> What the task asks
Word for word, set down every line of the entries below from the line with "filename src/components/inventory_view.rs" to the line with "let ctx = use_dashboard();", including both, and no other line.

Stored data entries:
======

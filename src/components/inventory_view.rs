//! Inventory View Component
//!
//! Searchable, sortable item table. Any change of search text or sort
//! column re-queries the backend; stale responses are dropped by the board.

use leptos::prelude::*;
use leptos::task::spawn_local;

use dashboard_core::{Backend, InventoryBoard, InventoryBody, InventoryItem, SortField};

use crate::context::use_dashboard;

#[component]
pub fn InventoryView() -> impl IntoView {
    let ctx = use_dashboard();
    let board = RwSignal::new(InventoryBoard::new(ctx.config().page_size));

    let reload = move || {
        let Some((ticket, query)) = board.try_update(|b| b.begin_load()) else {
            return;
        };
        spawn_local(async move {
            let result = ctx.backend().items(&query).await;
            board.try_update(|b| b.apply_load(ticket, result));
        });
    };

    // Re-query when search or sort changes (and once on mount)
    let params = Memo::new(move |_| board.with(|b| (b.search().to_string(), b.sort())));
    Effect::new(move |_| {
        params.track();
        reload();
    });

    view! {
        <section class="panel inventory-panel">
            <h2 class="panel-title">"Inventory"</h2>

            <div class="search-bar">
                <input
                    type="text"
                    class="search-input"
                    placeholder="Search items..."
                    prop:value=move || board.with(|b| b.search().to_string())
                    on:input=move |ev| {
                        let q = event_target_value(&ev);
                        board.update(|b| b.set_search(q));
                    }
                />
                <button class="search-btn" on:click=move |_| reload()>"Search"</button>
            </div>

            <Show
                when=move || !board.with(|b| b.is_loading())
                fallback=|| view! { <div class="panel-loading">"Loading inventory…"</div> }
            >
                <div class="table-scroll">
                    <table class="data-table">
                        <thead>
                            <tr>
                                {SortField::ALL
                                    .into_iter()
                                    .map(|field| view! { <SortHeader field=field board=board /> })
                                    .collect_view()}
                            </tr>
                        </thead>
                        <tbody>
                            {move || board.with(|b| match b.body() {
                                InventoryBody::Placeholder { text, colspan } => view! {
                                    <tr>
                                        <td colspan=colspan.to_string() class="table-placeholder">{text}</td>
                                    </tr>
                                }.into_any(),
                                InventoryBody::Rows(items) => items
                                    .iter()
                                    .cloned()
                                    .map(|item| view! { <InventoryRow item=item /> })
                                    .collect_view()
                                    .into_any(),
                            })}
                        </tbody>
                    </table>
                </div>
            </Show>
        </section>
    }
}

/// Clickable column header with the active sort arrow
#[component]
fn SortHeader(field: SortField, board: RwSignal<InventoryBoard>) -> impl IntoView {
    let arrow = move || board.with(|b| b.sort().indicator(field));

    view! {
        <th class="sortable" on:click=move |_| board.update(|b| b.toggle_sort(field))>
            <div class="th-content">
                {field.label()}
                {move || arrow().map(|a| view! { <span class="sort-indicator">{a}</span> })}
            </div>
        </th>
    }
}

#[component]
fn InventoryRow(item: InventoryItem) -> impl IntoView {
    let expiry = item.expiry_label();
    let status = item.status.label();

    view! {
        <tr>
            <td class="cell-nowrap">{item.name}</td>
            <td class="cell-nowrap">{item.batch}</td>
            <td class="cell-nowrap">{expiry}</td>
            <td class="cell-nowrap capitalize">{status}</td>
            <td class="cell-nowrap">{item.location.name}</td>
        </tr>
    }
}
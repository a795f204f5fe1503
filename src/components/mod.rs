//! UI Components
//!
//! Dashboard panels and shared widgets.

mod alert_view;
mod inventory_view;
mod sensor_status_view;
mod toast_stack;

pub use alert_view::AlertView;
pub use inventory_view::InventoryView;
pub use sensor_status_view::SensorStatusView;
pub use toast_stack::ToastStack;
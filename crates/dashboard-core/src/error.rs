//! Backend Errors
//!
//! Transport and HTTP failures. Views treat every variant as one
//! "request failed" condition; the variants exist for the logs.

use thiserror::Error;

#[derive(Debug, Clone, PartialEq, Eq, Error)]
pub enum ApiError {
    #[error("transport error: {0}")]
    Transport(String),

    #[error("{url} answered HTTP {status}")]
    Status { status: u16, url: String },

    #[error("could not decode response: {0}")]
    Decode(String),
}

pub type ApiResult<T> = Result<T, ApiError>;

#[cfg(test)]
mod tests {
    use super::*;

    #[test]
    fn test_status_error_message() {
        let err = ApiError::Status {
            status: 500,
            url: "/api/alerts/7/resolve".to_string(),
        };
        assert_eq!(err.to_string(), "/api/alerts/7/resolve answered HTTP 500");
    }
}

======

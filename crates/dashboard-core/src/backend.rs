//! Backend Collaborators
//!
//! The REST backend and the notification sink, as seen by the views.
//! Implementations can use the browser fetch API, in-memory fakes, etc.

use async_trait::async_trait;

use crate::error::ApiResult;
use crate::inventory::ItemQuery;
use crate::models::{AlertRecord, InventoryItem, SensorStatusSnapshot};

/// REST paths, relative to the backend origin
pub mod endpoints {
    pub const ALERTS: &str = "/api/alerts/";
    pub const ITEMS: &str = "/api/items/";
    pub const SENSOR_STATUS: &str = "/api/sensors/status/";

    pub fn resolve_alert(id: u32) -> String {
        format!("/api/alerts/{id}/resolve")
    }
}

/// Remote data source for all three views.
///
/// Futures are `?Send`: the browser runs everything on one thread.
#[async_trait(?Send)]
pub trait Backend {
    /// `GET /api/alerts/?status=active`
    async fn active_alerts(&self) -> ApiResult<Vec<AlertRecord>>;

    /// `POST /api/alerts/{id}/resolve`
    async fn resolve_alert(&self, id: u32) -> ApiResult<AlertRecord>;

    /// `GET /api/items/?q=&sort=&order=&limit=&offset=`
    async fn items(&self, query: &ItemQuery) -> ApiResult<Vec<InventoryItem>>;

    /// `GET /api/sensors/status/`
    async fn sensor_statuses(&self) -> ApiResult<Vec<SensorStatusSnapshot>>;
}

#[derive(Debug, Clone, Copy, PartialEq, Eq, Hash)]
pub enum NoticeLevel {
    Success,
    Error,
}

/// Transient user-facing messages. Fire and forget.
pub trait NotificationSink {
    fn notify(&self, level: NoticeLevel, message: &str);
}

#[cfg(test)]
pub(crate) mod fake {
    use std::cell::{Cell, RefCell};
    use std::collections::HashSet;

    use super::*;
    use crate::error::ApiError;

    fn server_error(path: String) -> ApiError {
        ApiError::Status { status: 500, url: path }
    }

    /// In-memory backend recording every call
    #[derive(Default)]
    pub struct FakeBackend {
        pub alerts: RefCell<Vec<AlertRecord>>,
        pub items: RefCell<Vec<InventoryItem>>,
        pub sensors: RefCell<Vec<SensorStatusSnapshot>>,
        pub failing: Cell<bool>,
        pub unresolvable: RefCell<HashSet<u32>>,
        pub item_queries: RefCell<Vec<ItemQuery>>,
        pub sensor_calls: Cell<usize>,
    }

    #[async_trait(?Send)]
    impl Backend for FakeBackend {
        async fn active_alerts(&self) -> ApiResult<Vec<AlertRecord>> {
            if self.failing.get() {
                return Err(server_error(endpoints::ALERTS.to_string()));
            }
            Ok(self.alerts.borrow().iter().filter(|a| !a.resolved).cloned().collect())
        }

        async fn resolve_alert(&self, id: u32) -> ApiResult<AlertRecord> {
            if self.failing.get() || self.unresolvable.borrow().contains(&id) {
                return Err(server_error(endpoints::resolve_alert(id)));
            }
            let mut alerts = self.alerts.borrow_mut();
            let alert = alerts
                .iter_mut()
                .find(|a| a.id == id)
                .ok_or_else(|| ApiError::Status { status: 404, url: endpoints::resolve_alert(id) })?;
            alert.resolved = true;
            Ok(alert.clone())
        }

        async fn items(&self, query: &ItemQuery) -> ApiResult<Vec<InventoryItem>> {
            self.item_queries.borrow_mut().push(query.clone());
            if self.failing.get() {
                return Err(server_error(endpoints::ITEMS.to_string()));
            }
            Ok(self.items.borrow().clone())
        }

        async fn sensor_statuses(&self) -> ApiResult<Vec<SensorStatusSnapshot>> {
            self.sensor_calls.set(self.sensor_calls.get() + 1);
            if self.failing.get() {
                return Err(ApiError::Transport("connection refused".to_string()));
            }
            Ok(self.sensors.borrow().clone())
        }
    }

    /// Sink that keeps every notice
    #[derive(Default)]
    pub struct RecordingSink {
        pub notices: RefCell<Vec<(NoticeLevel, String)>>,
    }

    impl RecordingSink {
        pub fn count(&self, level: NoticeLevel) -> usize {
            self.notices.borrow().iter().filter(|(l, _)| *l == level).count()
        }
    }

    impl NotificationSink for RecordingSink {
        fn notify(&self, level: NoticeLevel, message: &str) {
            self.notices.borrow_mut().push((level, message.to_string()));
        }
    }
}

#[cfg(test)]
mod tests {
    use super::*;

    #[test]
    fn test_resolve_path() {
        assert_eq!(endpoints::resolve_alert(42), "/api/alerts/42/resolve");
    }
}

======

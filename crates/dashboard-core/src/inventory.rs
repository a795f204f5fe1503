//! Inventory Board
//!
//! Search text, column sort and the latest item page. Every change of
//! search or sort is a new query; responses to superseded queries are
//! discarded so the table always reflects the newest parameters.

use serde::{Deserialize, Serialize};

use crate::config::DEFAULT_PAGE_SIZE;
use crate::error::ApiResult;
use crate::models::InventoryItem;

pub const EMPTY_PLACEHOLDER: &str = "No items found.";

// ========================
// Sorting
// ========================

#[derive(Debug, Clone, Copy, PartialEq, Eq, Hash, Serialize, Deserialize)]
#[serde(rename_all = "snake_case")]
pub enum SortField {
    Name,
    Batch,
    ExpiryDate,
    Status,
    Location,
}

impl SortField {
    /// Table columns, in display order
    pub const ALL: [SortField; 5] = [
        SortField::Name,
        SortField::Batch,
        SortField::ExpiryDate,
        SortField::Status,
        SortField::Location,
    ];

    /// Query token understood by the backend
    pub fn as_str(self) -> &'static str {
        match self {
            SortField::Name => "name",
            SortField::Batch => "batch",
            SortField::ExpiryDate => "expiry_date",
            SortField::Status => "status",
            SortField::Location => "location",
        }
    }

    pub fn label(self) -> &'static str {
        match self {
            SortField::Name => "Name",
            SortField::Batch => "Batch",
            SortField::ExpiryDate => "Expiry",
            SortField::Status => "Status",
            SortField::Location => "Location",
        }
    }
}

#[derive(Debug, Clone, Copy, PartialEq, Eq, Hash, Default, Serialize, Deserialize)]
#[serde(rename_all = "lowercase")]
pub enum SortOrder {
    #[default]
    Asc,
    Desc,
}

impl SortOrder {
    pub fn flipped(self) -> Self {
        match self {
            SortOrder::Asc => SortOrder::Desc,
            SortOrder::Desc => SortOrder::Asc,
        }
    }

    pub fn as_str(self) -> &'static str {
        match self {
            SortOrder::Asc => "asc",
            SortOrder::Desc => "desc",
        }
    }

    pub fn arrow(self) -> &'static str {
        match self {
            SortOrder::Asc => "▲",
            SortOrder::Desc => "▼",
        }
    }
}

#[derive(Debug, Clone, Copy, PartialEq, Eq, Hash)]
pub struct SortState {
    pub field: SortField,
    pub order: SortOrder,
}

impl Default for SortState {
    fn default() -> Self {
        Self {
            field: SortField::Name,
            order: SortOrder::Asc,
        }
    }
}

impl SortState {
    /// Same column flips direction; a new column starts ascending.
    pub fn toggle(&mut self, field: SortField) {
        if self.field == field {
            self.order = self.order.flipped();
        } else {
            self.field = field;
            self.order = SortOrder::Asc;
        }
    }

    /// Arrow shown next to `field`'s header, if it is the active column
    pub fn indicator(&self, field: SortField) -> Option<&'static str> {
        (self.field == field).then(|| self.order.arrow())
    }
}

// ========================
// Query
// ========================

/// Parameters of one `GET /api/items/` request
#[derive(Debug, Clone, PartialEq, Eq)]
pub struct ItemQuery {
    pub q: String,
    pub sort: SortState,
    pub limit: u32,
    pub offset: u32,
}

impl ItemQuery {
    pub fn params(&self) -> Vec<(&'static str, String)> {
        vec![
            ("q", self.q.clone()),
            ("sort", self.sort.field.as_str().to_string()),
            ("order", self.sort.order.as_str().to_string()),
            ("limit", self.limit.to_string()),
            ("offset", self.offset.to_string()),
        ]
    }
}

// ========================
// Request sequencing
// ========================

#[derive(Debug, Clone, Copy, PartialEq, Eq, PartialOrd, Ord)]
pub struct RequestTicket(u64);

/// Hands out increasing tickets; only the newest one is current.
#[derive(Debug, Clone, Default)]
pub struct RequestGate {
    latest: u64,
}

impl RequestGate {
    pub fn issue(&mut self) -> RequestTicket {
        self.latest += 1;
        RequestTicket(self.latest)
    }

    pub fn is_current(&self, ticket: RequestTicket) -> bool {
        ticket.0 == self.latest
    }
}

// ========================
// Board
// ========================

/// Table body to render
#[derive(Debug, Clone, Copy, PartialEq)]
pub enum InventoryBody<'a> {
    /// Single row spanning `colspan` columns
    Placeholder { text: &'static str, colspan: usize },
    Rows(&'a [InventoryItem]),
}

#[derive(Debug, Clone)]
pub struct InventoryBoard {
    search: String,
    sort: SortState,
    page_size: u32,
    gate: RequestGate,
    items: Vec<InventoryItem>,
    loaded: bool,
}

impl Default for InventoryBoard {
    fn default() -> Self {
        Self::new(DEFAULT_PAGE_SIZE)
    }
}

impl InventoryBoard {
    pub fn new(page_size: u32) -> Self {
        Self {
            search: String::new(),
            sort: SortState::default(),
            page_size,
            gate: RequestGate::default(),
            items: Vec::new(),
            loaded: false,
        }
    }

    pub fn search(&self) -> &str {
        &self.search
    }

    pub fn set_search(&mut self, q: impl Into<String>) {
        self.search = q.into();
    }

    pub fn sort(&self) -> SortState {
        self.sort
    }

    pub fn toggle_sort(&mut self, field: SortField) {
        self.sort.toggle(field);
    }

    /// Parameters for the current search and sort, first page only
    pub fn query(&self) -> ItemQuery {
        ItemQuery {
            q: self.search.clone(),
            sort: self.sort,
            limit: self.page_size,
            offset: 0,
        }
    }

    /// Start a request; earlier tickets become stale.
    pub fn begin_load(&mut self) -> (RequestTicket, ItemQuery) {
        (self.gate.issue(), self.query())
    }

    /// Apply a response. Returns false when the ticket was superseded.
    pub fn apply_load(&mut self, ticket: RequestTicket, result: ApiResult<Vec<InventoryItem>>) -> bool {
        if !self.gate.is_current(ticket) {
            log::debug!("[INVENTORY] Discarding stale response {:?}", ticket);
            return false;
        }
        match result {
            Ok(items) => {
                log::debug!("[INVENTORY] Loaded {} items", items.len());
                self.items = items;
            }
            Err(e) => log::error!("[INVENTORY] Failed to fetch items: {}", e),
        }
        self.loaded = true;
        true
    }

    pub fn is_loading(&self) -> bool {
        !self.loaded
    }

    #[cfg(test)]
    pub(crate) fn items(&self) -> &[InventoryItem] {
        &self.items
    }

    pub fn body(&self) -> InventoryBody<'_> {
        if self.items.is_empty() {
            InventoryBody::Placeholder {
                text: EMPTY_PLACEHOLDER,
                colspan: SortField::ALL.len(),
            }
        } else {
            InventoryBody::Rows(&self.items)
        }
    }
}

======

> Solution for this problem
filename src/components/inventory_view.rs
//! Inventory View Component
//!
//! Searchable, sortable item table. Any change of search text or sort
//! column re-queries the backend; stale responses are dropped by the board.

use leptos::prelude::*;
use leptos::task::spawn_local;

use dashboard_core::{Backend, InventoryBoard, InventoryBody, InventoryItem, SortField};

use crate::context::use_dashboard;

#[component]
pub fn InventoryView() -> impl IntoView {
    let ctx = use_dashboard();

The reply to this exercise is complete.